Indeed, this is an example of how the boundary between art and life was abridged. At that time, the act was celebrated. However, it also simultaneously relied on a sort of enclosure around the aesthetic. If somebody were doing that on the street, they would likely be arrested.
In other words, even though there was an imperative to cross this border between art and life, that work relied on the existence of the border to gain credibility. Without that border, you would just have this guy masturbating in the gallery.
Trying to transgress
I think many artists of the 20th century spent a lot of effort trying to transgress this boundary between art and life. Take Chris Burden, for example, who shot himself or nailed himself to a Volkswagen. There was a lot of body-based performance art. Overall, the change that occurred is a bit difficult to generalise. The distance that this art relied on has practically disappeared.
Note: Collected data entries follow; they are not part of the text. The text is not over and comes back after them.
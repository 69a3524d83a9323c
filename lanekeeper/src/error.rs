//! Error types for coordinated operations.
//!
//! `TxnError` is what the transaction handle reports to an operation body;
//! `Error<E>` is what the caller of `Coordinator::run` receives, with `E`
//! being the body's own business error.

use std::fmt;

use crate::key::ResourceKey;
use crate::queue::QueueError;
use crate::store::StoreError;

/// Failures of `Txn` accessors inside an operation body
#[derive(Debug)]
pub enum TxnError {
    /// The key is not in the operation's declared key set
    Undeclared(ResourceKey),
    /// The transaction already committed or aborted
    Closed,
    /// Reading from the store failed
    Read(StoreError),
    /// A document did not match the requested type
    Codec(StoreError),
    /// A value could not be encoded into a document
    Encode(StoreError),
}

impl fmt::Display for TxnError {
    fn fmt(&self, f: &mut fmt::Formatter<'_>) -> fmt::Result {
        match self {
            Self::Undeclared(key) => write!(f, "Key '{key}' was not declared by the operation"),
            Self::Closed => write!(f, "Transaction is already closed"),
            Self::Read(e) => write!(f, "Store read failed: {e}"),
            Self::Codec(e) => write!(f, "Document codec failed: {e}"),
            Self::Encode(e) => write!(f, "Encoding a staged value failed: {e}"),
        }
    }
}

impl std::error::Error for TxnError {
    fn source(&self) -> Option<&(dyn std::error::Error + 'static)> {
        match self {
            Self::Read(e) | Self::Codec(e) | Self::Encode(e) => Some(e),
            _ => None,
        }
    }
}

/// Outcome of a failed coordinated operation
///
/// Only `Caller` carries a business failure; every other variant is a
/// concurrency-layer or store failure. In all cases no document of the
/// operation was left partially written and all its lanes were released.
#[derive(Debug)]
pub enum Error<E = std::convert::Infallible> {
    /// A lane had too many pending tickets
    LaneFull { key: ResourceKey, limit: usize },
    /// A lane was not granted before the deadline
    LaneTimeout { key: ResourceKey },
    /// The body exceeded its budget while holding the lanes
    OperationTimeout,
    /// Loading a document failed, or it did not decode as the requested type
    StoreRead(StoreError),
    /// Writing a document failed; earlier writes of the commit were undone
    StoreWrite(StoreError),
    /// The body staged a value that cannot be encoded; nothing was written
    Encode(StoreError),
    /// The body touched a key it did not declare; resubmit with the full set
    UndeclaredKey(ResourceKey),
    /// The transaction handle was used after the operation ended
    Closed,
    /// The body panicked
    Panicked(String),
    /// The body's own logic failed
    Caller(E),
}

impl<E> Error<E> {
    /// True for failures that did not commit and may succeed if resubmitted
    #[must_use]
    pub fn is_retryable(&self) -> bool {
        matches!(
            self,
            Self::LaneFull { .. }
                | Self::LaneTimeout { .. }
                | Self::OperationTimeout
                | Self::StoreRead(_)
                | Self::StoreWrite(_)
        )
    }

    /// The business error, if this is one
    pub fn into_caller(self) -> Option<E> {
        match self {
            Self::Caller(e) => Some(e),
            _ => None,
        }
    }

    /// Split off the business error.
    ///
    /// `Err` carries the body's own error; `Ok` carries every other failure,
    /// which no longer depends on `E`.
    pub fn into_layer(self) -> Result<Error, E> {
        Ok(match self {
            Self::Caller(e) => return Err(e),
            Self::LaneFull { key, limit } => Error::LaneFull { key, limit },
            Self::LaneTimeout { key } => Error::LaneTimeout { key },
            Self::OperationTimeout => Error::OperationTimeout,
            Self::StoreRead(e) => Error::StoreRead(e),
            Self::StoreWrite(e) => Error::StoreWrite(e),
            Self::Encode(e) => Error::Encode(e),
            Self::UndeclaredKey(key) => Error::UndeclaredKey(key),
            Self::Closed => Error::Closed,
            Self::Panicked(msg) => Error::Panicked(msg),
        })
    }
}

impl<E: fmt::Display> fmt::Display for Error<E> {
    fn fmt(&self, f: &mut fmt::Formatter<'_>) -> fmt::Result {
        match self {
            Self::LaneFull { key, limit } => {
                write!(f, "Lane '{key}' is full ({limit} pending tickets)")
            }
            Self::LaneTimeout { key } => write!(f, "Timed out waiting for lane '{key}'"),
            Self::OperationTimeout => write!(f, "Operation exceeded its time budget"),
            Self::StoreRead(e) => write!(f, "Store read failed: {e}"),
            Self::StoreWrite(e) => write!(f, "Store write failed: {e}"),
            Self::Encode(e) => write!(f, "Encoding a staged value failed: {e}"),
            Self::UndeclaredKey(key) => {
                write!(f, "Key '{key}' was not declared by the operation")
            }
            Self::Closed => write!(f, "Transaction is already closed"),
            Self::Panicked(msg) => write!(f, "Operation panicked: {msg}"),
            Self::Caller(e) => write!(f, "{e}"),
        }
    }
}

impl<E> std::error::Error for Error<E>
where
    E: std::error::Error + 'static,
{
    fn source(&self) -> Option<&(dyn std::error::Error + 'static)> {
        match self {
            Self::StoreRead(e) | Self::StoreWrite(e) | Self::Encode(e) => Some(e),
            Self::Caller(e) => Some(e),
            _ => None,
        }
    }
}

impl<E> From<TxnError> for Error<E> {
    fn from(err: TxnError) -> Self {
        match err {
            TxnError::Undeclared(key) => Self::UndeclaredKey(key),
            TxnError::Closed => Self::Closed,
            TxnError::Read(e) => Self::StoreRead(e),
            TxnError::Codec(e) => Self::StoreRead(e),
            TxnError::Encode(e) => Self::Encode(e),
        }
    }
}

impl<E> From<QueueError> for Error<E> {
    fn from(err: QueueError) -> Self {
        match err {
            QueueError::LaneFull { key, limit } => Self::LaneFull { key, limit },
            QueueError::LaneTimeout { key } => Self::LaneTimeout { key },
            QueueError::OperationTimeout { .. } => Self::OperationTimeout,
        }
    }
}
Again, it was formerly the point of the avant-garde to offend gallery-goers, and that was seen as beneficial. Recently, however, when somebody goes into a gallery, that’s no longer the case. For example, the Whitney exhibition showcased an abstract painting of Emmett Till’s casket. This painting became incredibly controversial because a white woman painted it. Indeed, many gallery-goers and people of colour said that she didn’t have the right to use this image. Many claimed that they were affronted and traumatised by seeing this image.
The rise of trauma
The idea of trauma has taken over. The shift has occurred to such an extent that it’s almost replaced transgression as a kind of central cultural motif or cultural idiom. Indeed, trauma or being affronted is so central to the aesthetic experience now that I think many seek out these experiences. They seek out being offended to then call out the offending person and the object behind it. With things like the painting of Emmett Till’s casket, they claim it should never have existed and nobody should have had to see it because it was so traumatising.
Overall, the balance is shifting between these two trends. Transgression was the dominant aesthetic when I was educated. These days, I think it has mostly been replaced by trauma and affront.
Working in a transgressive mode at this point, if you are genuinely transgressing anything, actually feels dangerous in a way that it previously didn’t. I spent a lot of my career playing around with boundaries. I wrote things that people were affronted by, partly because I always questioned these norms.
For instance, I wrote a feminist book that was pro-pornography when the feminist anti-pornography movement was pretty dominant. I wrote a book called Against Love that celebrated adultery and how adulterers transgress domestic monogamy’s conventions and norms. I wrote about campus sexual politics and teacher-student romances.
However, the conditions have changed. In the past, people were, in some ways, interested in the experience of being provoked. Now, creating something genuinely provocative could end your career. Although there is some debate as to whether cancel culture exists, you certainly have the experience of people being mobbed on the internet in ways that can be career-ending. It’s daunting for those interested in exploring dangerous or unacceptable ideas.
Overall, I think transgression has been put into decline by the rise of affront and ideas about trauma. As such, the cultural field has narrowed, which is something I regret. The subject matter that writers and artists feel capable of addressing feels much more restricted.